[STYLE] Improve type-hints and inline-comments as discussed in review (- WIP PR #427 -)

Changes in file docs/utils.py:
 * improved inline comment to mention "normalize" "to prevent homograph attacks"
 * corrected misleading type hints/annotations to use the better 'frozenset' type for whitelisting

Author: reactive-firewall

docs/utils.py

@@ -31,13 +31,13 @@
 # URL allowed scheme list
 # Enforces:
 # - URLs Must start with https
-URL_ALLOWED_SCHEMES: list = frozenset({"https"})

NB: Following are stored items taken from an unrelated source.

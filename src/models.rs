// Licensed under the Apache License, Version 2.0 <LICENSE-APACHE or
// http://www.apache.org/licenses/LICENSE-2.0> or the MIT license
// <LICENSE-MIT or http://opensource.org/licenses/MIT>, at your
// option. This file may not be copied, modified, or distributed
// except according to those terms.

//! # Data Models
//!
//! Provider-neutral representation of a fetched activity. Only the fields the
//! weekly aggregation needs are kept; the activity type stays an open string
//! because Strava adds new sport types over time.

use chrono::NaiveDateTime;
use serde::{Deserialize, Serialize};

/// A single exercise record as returned by the provider
///
/// # Examples
///
/// ```rust
/// use strava_weekly::models::Activity;
/// use chrono::NaiveDate;
///
/// let activity = Activity {
///     id: 12345,
///     name: Some("Morning Run".to_string()),
///     start_date_local: NaiveDate::from_ymd_opt(2024, 1, 8)
///         .unwrap()
///         .and_hms_opt(7, 0, 0)
///         .unwrap(),
///     activity_type: "Run".to_string(),
///     moving_time_seconds: 1800,
///     distance_meters: 5000.0,
/// };
/// assert_eq!(activity.moving_time_minutes(), 30.0);
/// assert_eq!(activity.distance_km(), 5.0);
/// ```
#[derive(Debug, Clone, PartialEq, Serialize, Deserialize)]
pub struct Activity {
    /// Provider identifier
    pub id: u64,
    /// Human-readable title
    pub name: Option<String>,
    /// Wall-clock start time in the athlete's timezone
    pub start_date_local: NaiveDateTime,
    /// Provider-defined activity type (Run, Ride, Swim, ...)
    pub activity_type: String,
    /// Time spent in motion, pauses excluded
    pub moving_time_seconds: u64,
    pub distance_meters: f64,
}

impl Activity {
    pub fn moving_time_minutes(&self) -> f64 {
        self.moving_time_seconds as f64 / crate::constants::limits::SECONDS_PER_MINUTE
    }

    pub fn distance_km(&self) -> f64 {
        self.distance_meters / crate::constants::limits::METERS_PER_KILOMETER
    }
}
// Licensed under the Apache License, Version 2.0 <LICENSE-APACHE or
// http://www.apache.org/licenses/LICENSE-2.0> or the MIT license
// <LICENSE-MIT or http://opensource.org/licenses/MIT>, at your
// option. This file may not be copied, modified, or distributed
// except according to those terms.

//! Integration tests for the Strava provider
//!
//! These tests verify token validation, paginated retrieval and error
//! handling using mocked HTTP responses.

use anyhow::Result;
use mockito::{Matcher, Mock, Server, ServerGuard};
use serde_json::{json, Value};
use strava_weekly::error::AppError;
use strava_weekly::providers::strava::StravaProvider;
use strava_weekly::providers::{ActivitySource, TokenCheck};

/// Helper to create one page of mock Strava activities with ids starting at `first_id`
fn mock_activities_page(first_id: u64, count: u64) -> Value {
    let activities: Vec<Value> = (first_id..first_id + count)
        .map(|id| {
            json!({
                "id": id,
                "name": format!("Activity {}", id),
                "type": "Run",
                "sport_type": "Run",
                "start_date": "2024-01-15T07:00:00Z",
                "start_date_local": "2024-01-15T08:00:00Z",
                "moving_time": 1800,
                "elapsed_time": 1900,
                "distance": 5000.0,
                "total_elevation_gain": 42.0
            })
        })
        .collect();
    Value::Array(activities)
}

async fn mock_page(server: &mut ServerGuard, page: u32, per_page: u32, status: usize, body: String) -> Mock {
    server
        .mock("GET", "/athlete/activities")
        .match_header("authorization", "Bearer test-token")
        .match_query(Matcher::AllOf(vec![
            Matcher::UrlEncoded("page".into(), page.to_string()),
            Matcher::UrlEncoded("per_page".into(), per_page.to_string()),
        ]))
        .with_status(status)
        .with_header("content-type", "application/json")
        .with_body(body)
        .expect(1)
        .create_async()
        .await
}

#[tokio::test]
async fn test_fetch_all_stops_at_first_empty_page() -> Result<()> {
    let mut server = Server::new_async().await;
    let page_size = 3;
    let full_pages = 3;

    let mut mocks = Vec::new();
    for page in 1..=full_pages {
        let first_id = u64::from((page - 1) * page_size) + 1;
        mocks.push(
            mock_page(
                &mut server,
                page,
                page_size,
                200,
                mock_activities_page(first_id, u64::from(page_size)).to_string(),
            )
            .await,
        );
    }
    mocks.push(mock_page(&mut server, full_pages + 1, page_size, 200, "[]".to_string()).await);

    let provider = StravaProvider::with_base_url(server.url(), page_size);
    let activities = provider.fetch_all("test-token").await?;

    assert_eq!(activities.len(), (full_pages * page_size) as usize);
    let ids: Vec<u64> = activities.iter().map(|a| a.id).collect();
    assert_eq!(ids, (1..=9).collect::<Vec<u64>>());

    // N full pages plus the trailing empty one
    for mock in &mocks {
        mock.assert_async().await;
    }

    Ok(())
}

#[tokio::test]
async fn test_short_page_is_not_treated_as_last() -> Result<()> {
    let mut server = Server::new_async().await;

    let first = mock_page(&mut server, 1, 3, 200, mock_activities_page(1, 3).to_string()).await;
    let second = mock_page(&mut server, 2, 3, 200, mock_activities_page(4, 1).to_string()).await;
    let third = mock_page(&mut server, 3, 3, 200, "[]".to_string()).await;

    let provider = StravaProvider::with_base_url(server.url(), 3);
    let activities = provider.fetch_all("test-token").await?;

    assert_eq!(activities.len(), 4);
    first.assert_async().await;
    second.assert_async().await;
    third.assert_async().await;

    Ok(())
}

#[tokio::test]
async fn test_no_activities() -> Result<()> {
    let mut server = Server::new_async().await;
    let only = mock_page(&mut server, 1, 200, 200, "[]".to_string()).await;

    let provider = StravaProvider::with_base_url(server.url(), 200);
    assert!(provider.fetch_all("test-token").await?.is_empty());
    only.assert_async().await;

    Ok(())
}

#[tokio::test]
async fn test_error_page_aborts_whole_fetch() {
    let mut server = Server::new_async().await;

    let _first = mock_page(&mut server, 1, 2, 200, mock_activities_page(1, 2).to_string()).await;
    let _second = mock_page(
        &mut server,
        2,
        2,
        429,
        json!({ "message": "Rate Limit Exceeded" }).to_string(),
    )
    .await;
    let third = server
        .mock("GET", "/athlete/activities")
        .match_query(Matcher::UrlEncoded("page".into(), "3".into()))
        .expect(0)
        .create_async()
        .await;

    let provider = StravaProvider::with_base_url(server.url(), 2);
    let err = provider.fetch_all("test-token").await.unwrap_err();

    match &err {
        AppError::FetchFailed(detail) => {
            assert!(detail.contains("429"));
            assert!(detail.contains("Rate Limit Exceeded"));
        }
        other => panic!("expected FetchFailed, got {:?}", other),
    }
    assert!(err.to_string().starts_with("Failed to fetch activities"));
    third.assert_async().await;
}

#[tokio::test]
async fn test_malformed_page_aborts_fetch() {
    let mut server = Server::new_async().await;
    let _first = mock_page(&mut server, 1, 5, 200, json!({ "not": "a list" }).to_string()).await;

    let provider = StravaProvider::with_base_url(server.url(), 5);
    let result = provider.fetch_all("test-token").await;

    assert!(matches!(result, Err(AppError::FetchFailed(_))));
}

#[tokio::test]
async fn test_check_token_statuses() {
    let mut server = Server::new_async().await;

    let _valid = server
        .mock("GET", "/athlete")
        .match_header("authorization", "Bearer good")
        .with_status(200)
        .with_body(json!({ "id": 1 }).to_string())
        .create_async()
        .await;
    let _expired = server
        .mock("GET", "/athlete")
        .match_header("authorization", "Bearer expired")
        .with_status(401)
        .with_body(json!({ "message": "Authorization Error" }).to_string())
        .create_async()
        .await;
    let _broken = server
        .mock("GET", "/athlete")
        .match_header("authorization", "Bearer broken")
        .with_status(503)
        .create_async()
        .await;

    let provider = StravaProvider::with_base_url(server.url(), 200);

    assert_eq!(provider.check_token("good").await, TokenCheck::Valid);
    assert_eq!(provider.check_token("expired").await, TokenCheck::Unauthorized);
    assert!(matches!(provider.check_token("broken").await, TokenCheck::Failed(_)));
}

#[tokio::test]
async fn test_check_token_unreachable_server() {
    // Nothing listens on a port we just released
    let port = std::net::TcpListener::bind("127.0.0.1:0")
        .unwrap()
        .local_addr()
        .unwrap()
        .port();
    let provider = StravaProvider::with_base_url(format!("http://127.0.0.1:{}", port), 200);

    assert!(matches!(provider.check_token("any").await, TokenCheck::Failed(_)));
}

+URL_ALLOWED_SCHEMES: frozenset = frozenset({"https"})
 
 
 # URL allowed domain list
 # Enforces:
 # - URLs Must belong to one of these domains
-URL_ALLOWED_NETLOCS: list = frozenset({
+URL_ALLOWED_NETLOCS: frozenset = frozenset({
 	"github.com", "gist.github.com", "readthedocs.com", "docs.python.org", "peps.python.org",
 })
 
@@ -230,7 +230,7 @@ def slugify_header(s: str) -> str:
 			>>> slugify_header("[CEP-7] Documentation *Guide*")

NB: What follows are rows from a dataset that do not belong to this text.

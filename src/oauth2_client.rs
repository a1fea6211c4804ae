// Licensed under the Apache License, Version 2.0 <LICENSE-APACHE or
// http://www.apache.org/licenses/LICENSE-2.0> or the MIT license
// <LICENSE-MIT or http://opensource.org/licenses/MIT>, at your
// option. This file may not be copied, modified, or distributed
// except according to those terms.

use crate::config::StravaConfig;
use crate::error::{AppError, Result};
use chrono::{DateTime, Utc};
use serde::{Deserialize, Serialize};
use serde_json::{Map, Value};
use tracing::debug;
use url::Url;

#[derive(Debug, Clone, Serialize, Deserialize)]
pub struct OAuth2Config {
    pub client_id: String,
    pub client_secret: String,
    pub auth_url: String,
    pub token_url: String,
    pub redirect_uri: String,
    pub scopes: Vec<String>,
}

impl From<&StravaConfig> for OAuth2Config {
    fn from(config: &StravaConfig) -> Self {
        Self {
            client_id: config.client_id.clone(),
            client_secret: config.client_secret.clone(),
            auth_url: config.auth_url.clone(),
            token_url: config.token_url.clone(),
            redirect_uri: config.redirect_uri(),
            scopes: config.scopes.clone(),
        }
    }
}

/// Token payload as issued by the provider
///
/// Only `access_token` is required. Everything else, `refresh_token` and
/// `expires_at` included, stays in `extra` exactly as received so the
/// persisted file mirrors the provider response.
#[derive(Debug, Clone, PartialEq, Serialize, Deserialize)]
pub struct Credential {
    pub access_token: String,
    #[serde(flatten)]
    pub extra: Map<String, Value>,
}

impl Credential {
    /// `None` when absent, null or empty
    pub fn refresh_token(&self) -> Option<&str> {
        self.extra
            .get("refresh_token")
            .and_then(Value::as_str)
            .filter(|token| !token.is_empty())
    }

    /// Unix timestamp in seconds; unreadable values count as unknown
    pub fn expires_at_secs(&self) -> Option<i64> {
        match self.extra.get("expires_at")? {
            Value::Number(number) => number
                .as_i64()
                .or_else(|| number.as_f64().map(|seconds| seconds as i64)),
            Value::String(text) => text.trim().parse().ok(),
            _ => None,
        }
    }

    pub fn expires_at(&self) -> Option<DateTime<Utc>> {
        self.expires_at_secs()
            .and_then(|seconds| DateTime::from_timestamp(seconds, 0))
    }

    pub fn is_expired(&self) -> bool {
        self.expires_at()
            .map(|expires_at| expires_at <= Utc::now())
            .unwrap_or(false)
    }
}

pub struct OAuth2Client {
    config: OAuth2Config,
    client: reqwest::Client,
}

impl OAuth2Client {
    pub fn new(config: OAuth2Config) -> Self {
        Self {
            config,
            client: reqwest::Client::new(),
        }
    }

    pub fn redirect_uri(&self) -> &str {
        &self.config.redirect_uri
    }

    /// URL the user visits to grant access
    ///
    /// Strava expects comma separated scopes.
    pub fn get_authorization_url(&self) -> Result<String> {
        let mut url = Url::parse(&self.config.auth_url)?;

        url.query_pairs_mut()
            .append_pair("client_id", &self.config.client_id)
            .append_pair("response_type", "code")
            .append_pair("redirect_uri", &self.config.redirect_uri)
            .append_pair("scope", &self.config.scopes.join(","));

        Ok(url.to_string())
    }

    pub async fn exchange_code(&self, code: &str) -> Result<Credential> {
        let params = [
            ("client_id", self.config.client_id.as_str()),
            ("client_secret", self.config.client_secret.as_str()),
            ("code", code),
            ("grant_type", "authorization_code"),
        ];

        self.request_token(&params).await
    }

    pub async fn refresh_token(&self, refresh_token: &str) -> Result<Credential> {
        let params = [
            ("client_id", self.config.client_id.as_str()),
            ("client_secret", self.config.client_secret.as_str()),
            ("refresh_token", refresh_token),
            ("grant_type", "refresh_token"),
        ];

        self.request_token(&params).await
    }

    async fn request_token(&self, params: &[(&str, &str)]) -> Result<Credential> {
        let grant_type = params
            .iter()
            .find(|(key, _)| *key == "grant_type")
            .map(|(_, value)| *value)
            .unwrap_or_default();
        debug!(grant_type, "Requesting token");

        let response = self
            .client
            .post(&self.config.token_url)
            .form(params)
            .send()
            .await
            .map_err(|e| AppError::TokenExchangeFailed(format!("token request failed: {}", e)))?;

        let status = response.status();
        let body = response
            .text()
            .await
            .map_err(|e| AppError::TokenExchangeFailed(format!("unreadable token response: {}", e)))?;

        if !status.is_success() {
            return Err(AppError::TokenExchangeFailed(format!("{}: {}", status, body)));
        }

        serde_json::from_str(&body)
            .map_err(|e| AppError::TokenExchangeFailed(format!("malformed token response: {}", e)))
    }
}

#[cfg(test)]
mod tests {
    use super::*;
    use serde_json::json;
    use std::collections::HashMap;

    fn test_client() -> OAuth2Client {
        let mut config = StravaConfig::new("12345", "secret");
        config.callback_port = 8000;
        OAuth2Client::new(OAuth2Config::from(&config))
    }

    #[test]
    fn test_authorization_url_parameters() {
        let url = test_client().get_authorization_url().unwrap();
        assert!(url.starts_with("https://www.strava.com/oauth/authorize?"));

        let parsed = Url::parse(&url).unwrap();
        let params: HashMap<_, _> = parsed.query_pairs().into_owned().collect();
        assert_eq!(params["client_id"], "12345");
        assert_eq!(params["response_type"], "code");
        assert_eq!(params["redirect_uri"], "http://localhost:8000/callback");
        assert_eq!(params["scope"], "read,activity:read_all");
        assert!(!params.contains_key("client_secret"));
    }

    #[test]
    fn test_credential_keeps_unknown_fields() {
        let payload = json!({
            "token_type": "Bearer",
            "access_token": "a1",
            "refresh_token": "r1",
            "expires_at": 1_700_000_000,
            "expires_in": 21600,
            "athlete": { "id": 42, "username": "runner" }
        });

        let credential: Credential = serde_json::from_value(payload.clone()).unwrap();
        assert_eq!(credential.access_token, "a1");
        assert_eq!(credential.refresh_token(), Some("r1"));
        assert_eq!(credential.expires_at_secs(), Some(1_700_000_000));
        assert_eq!(credential.extra["athlete"]["id"], 42);

        assert_eq!(serde_json::to_value(&credential).unwrap(), payload);
    }

    #[test]
    fn test_credential_without_refresh_token() {
        let credential: Credential = serde_json::from_value(json!({ "access_token": "a1" })).unwrap();
        assert!(credential.refresh_token().is_none());
        assert!(credential.expires_at().is_none());
        assert!(!credential.is_expired());
    }

    #[test]
    fn test_credential_expiry() {
        let credential: Credential =
            serde_json::from_value(json!({ "access_token": "a1", "expires_at": 1 })).unwrap();
        assert!(credential.is_expired());
    }

    #[test]
    fn test_credential_null_fields_round_trip() {
        let payload = json!({
            "access_token": "a1",
            "refresh_token": null,
            "expires_at": null
        });

        let credential: Credential = serde_json::from_value(payload.clone()).unwrap();
        assert!(credential.refresh_token().is_none());
        assert!(credential.expires_at().is_none());
        assert_eq!(serde_json::to_value(&credential).unwrap(), payload);
    }

    #[test]
    fn test_credential_odd_expiry_is_tolerated() {
        let fractional: Credential =
            serde_json::from_value(json!({ "access_token": "a1", "expires_at": 1.5 })).unwrap();
        assert_eq!(fractional.expires_at_secs(), Some(1));
        assert!(fractional.is_expired());

        let text: Credential =
            serde_json::from_value(json!({ "access_token": "a1", "expires_at": "1900000000" })).unwrap();
        assert_eq!(text.expires_at_secs(), Some(1_900_000_000));

        let garbage: Credential =
            serde_json::from_value(json!({ "access_token": "a1", "expires_at": "soon" })).unwrap();
        assert!(garbage.expires_at().is_none());
        assert!(!garbage.is_expired());
        assert_eq!(garbage.extra["expires_at"], "soon");
    }
}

 			'cep-7-documentation-guide'
 	"""
-	# First Normalize Unicode characters
+	# First Normalize Unicode characters to prevent homograph attacks
 	text: str = unicodedata.normalize('NFKC', s)  # added in v2.0.9a6
 	# Then, remove special characters and convert to lowercase
 	text = re.sub(r'[^\w\- ]', "", text).strip().lower()

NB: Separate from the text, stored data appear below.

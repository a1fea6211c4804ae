// Licensed under the Apache License, Version 2.0 <LICENSE-APACHE or
// http://www.apache.org/licenses/LICENSE-2.0> or the MIT license
// <LICENSE-MIT or http://opensource.org/licenses/MIT>, at your
// option. This file may not be copied, modified, or distributed
// except according to those terms.

//! Console rendering of a weekly summary

use crate::aggregation::WeeklySummary;
use std::fmt::{self, Write};

const RULE_WIDTH: usize = 80;
const SECTION_WIDTH: usize = 40;

/// Table with one section per week and one line per activity type
pub fn render_table(summary: &WeeklySummary) -> String {
    let mut out = String::new();
    // Writing into a String cannot fail
    let _ = write_table(&mut out, summary);
    out
}

fn write_table(out: &mut impl Write, summary: &WeeklySummary) -> fmt::Result {
    writeln!(out, "\n{}", "=".repeat(RULE_WIDTH))?;
    writeln!(out, "STRAVA ACTIVITIES BY WEEK AND TYPE")?;
    writeln!(out, "{}", "=".repeat(RULE_WIDTH))?;

    if summary.is_empty() {
        return writeln!(out, "\nNo activities found.");
    }

    for (week, types) in summary.weeks() {
        writeln!(out, "\n📅 Week {}", week)?;
        writeln!(out, "{}", "-".repeat(SECTION_WIDTH))?;

        for (activity_type, bucket) in types {
            writeln!(
                out,
                "  🏃 {:15} | {:2} activities | {:5.1}h | {:6.1}km",
                activity_type,
                bucket.count,
                bucket.total_hours(),
                bucket.total_km
            )?;
        }
    }

    Ok(())
}

/// Pretty-printed JSON form of the summary
pub fn render_json(summary: &WeeklySummary) -> String {
    serde_json::to_string_pretty(&summary.to_json()).unwrap_or_else(|_| "{}".to_string())
}

#[cfg(test)]
mod tests {
    use super::*;
    use crate::aggregation::aggregate;
    use crate::models::Activity;
    use chrono::NaiveDate;

    fn run(day: u32, moving_time: u64, distance: f64) -> Activity {
        Activity {
            id: day as u64,
            name: Some("Run".to_string()),
            start_date_local: NaiveDate::from_ymd_opt(2024, 1, day).unwrap().and_hms_opt(7, 0, 0).unwrap(),
            activity_type: "Run".to_string(),
            moving_time_seconds: moving_time,
            distance_meters: distance,
        }
    }

    #[test]
    fn test_table_lines() {
        let summary = aggregate(&[run(8, 1800, 5000.0), run(9, 1800, 5000.0), run(15, 5400, 15000.0)]);
        let table = render_table(&summary);

        assert!(table.contains("STRAVA ACTIVITIES BY WEEK AND TYPE"));
        assert!(table.contains("Week 2024-W02"));
        assert!(table.contains("Run             |  2 activities |   1.0h |   10.0km"));
        assert!(table.contains("Run             |  1 activities |   1.5h |   15.0km"));

        let w02 = table.find("2024-W02").unwrap();
        let w03 = table.find("2024-W03").unwrap();
        assert!(w02 < w03);
    }

    #[test]
    fn test_empty_table() {
        let table = render_table(&aggregate(&[]));
        assert!(table.contains("No activities found."));
    }

    #[test]
    fn test_empty_table_exact() {
        let rule = "=".repeat(80);
        let expected = format!("\n{rule}\nSTRAVA ACTIVITIES BY WEEK AND TYPE\n{rule}\n\nNo activities found.\n");
        assert_eq!(render_table(&aggregate(&[])), expected);
    }

    #[test]
    fn test_json_output() {
        let json: serde_json::Value =
            serde_json::from_str(&render_json(&aggregate(&[run(8, 1800, 5000.0)]))).unwrap();
        assert_eq!(json["2024-W02"]["Run"]["count"], 1);
    }
}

@@ -280,7 +280,7 @@ def sanitize_url(url: str) -> str:
 	# Validate netloc
 	if parsed_url.netloc not in URL_ALLOWED_NETLOCS:
 		raise ValueError(INVALID_DOMAIN_ERROR)
-	# Normalize netloc
+	# Normalize netloc to prevent homograph attacks
 	sanitized_netloc: str = unicodedata.normalize('NFKC', parsed_url.netloc)  # added in v2.0.9a6
 	# Sanitize path and query - using the safe parameter to preserve URL structure
 	sanitized_path: str = quote(unicodedata.normalize('NFKC', parsed_url.path), safe="/=")